Author: Kamalakshitha Aligeri – Senior Software Engineer at Arm
The objective of DPDK is to accelerate packet processing by transferring the packets from the NIC to the application directly, bypassing the kernel. The performance of DPDK relies on various factors such as memory access latency, I/O throughput, CPU performance, etc.
Efficient packet processing relies on ensuring that packets are readily accessible in the hardware cache. Additionally, since the memory access latency of the cache is small, the packet processing performance increases if more packets can fit into the hardware cache. Therefore, it is important to know how the packet buffers are allocated in hardware cache and how it can be utilized to get the maximum performance.
With the default buffer size in DPDK, hardware cache is utilized to its full capacity, but it is not clear if this is being done intentionally. Therefore, this blog helps in understanding how the buffer size can have an impact on the performance and things to remember when changing the default buffer size in DPDK in future.
In this blog, I will describe,
1. Problem with contiguous buffers
2. Allocation of buffers with cache awareness
3. Cache awareness in DPDK mempool
4. l3fwd performance results with and without cache awareness
Problem with contiguous buffers
The mempool in DPDK is created from a large chunk of contiguous memory. The packets from the network are stored in packet buffers of fixed size (objects in mempool). The problem with contiguous buffers is when the CPU accesses only a portion of the buffer, such as in cases like DPDK’s L3 forwarding application where only metadata and packet headers are accessed. Rest of the buffer is not brought into the cache. This results in inefficient cache utilization. To gain a better understanding of this problem, its essential to understand how the buffers are allocated in hardware cache.
How are buffers mapped in Hardware Cache?
Consider a 1KB, 4-way set-associative cache with 64 bytes cache line size. The total number of cache lines would be 1KB/64B = 16. For a 4-way cache, each set will have 4 cache lines. Therefore, there will be a total of 16/4 = 4 sets.
As shown in Figure1, each memory address is divided into three parts: tag, set and offset.
• The offset bits specify the position of a byte within a cache line (Since each cache line is 64 bytes, 6 bits are needed to select a byte in a single cache line).
• The set bits determine which set the cache line belongs to (2 bits are needed to identify the set among 4 ways).

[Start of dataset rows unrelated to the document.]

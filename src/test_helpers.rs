//! Shared fixtures for compiler and simulator tests

use serde_json::Value as JsonValue;

use crate::compiler::{compile, CompiledProgram, FunctionRegistry};
use crate::config::{PauseMode, SimulatorConfig};
use crate::parser::parse_lines;
use crate::simulator::Simulator;

/// Parse and compile, panicking on any error
pub fn compile_lines(lines: &[&str], registry: &FunctionRegistry) -> CompiledProgram {
    let program = parse_lines(lines).expect("Parse workflow failed");
    compile(&program, registry).expect("Compile workflow failed")
}

/// Simulator that honors waits exactly; pair with paused tokio time
pub fn simulator() -> Simulator {
    simulator_with(|_| {})
}

pub fn simulator_with(adjust: impl FnOnce(&mut SimulatorConfig)) -> Simulator {
    let mut config = SimulatorConfig {
        worker_pool_size: 8,
        pause: PauseMode::Honor,
        fixed_pause_ms: 1000,
        fail_fast: true,
    };
    adjust(&mut config);
    Simulator::new(config)
}

/// Numeric view of a JSON value, for arithmetic in test functions
pub fn num(value: &JsonValue) -> i64 {
    value.as_i64().unwrap_or_default()
}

• The tag bits uniquely identify the memory block. Once the set is identified with set bits, the tag bits of the 4 ways in that set is compared against the tag bits of the memory address, to check if the address is already present in the cache.
Figure 1 Memory Address
In Figure 2, each square represents a cache line of 64 bytes. Each row represents a set. Since it’s a 4-way cache, each set contains 4 cache lines in it – C0 to C3.
Figure 2 Hardware Cache
Let’s consider a memory area that can used to create a pool of buffers. Each buffer is 128 bytes, hence occupies 2 cache lines. Assuming the first buffer address starts at 0x0, the addresses of the buffers are as shown below.
Figure 3 Contiguous buffers in memory
In the above figure the offset bits are highlighted in orange, set bits in green and tag bits in blue. Consider buffer 1’s address, where set bits “00” means the buffer maps to set0. Assuming initially all the sets are empty, buffer 1 occupies the first cache line of 2 contiguous sets.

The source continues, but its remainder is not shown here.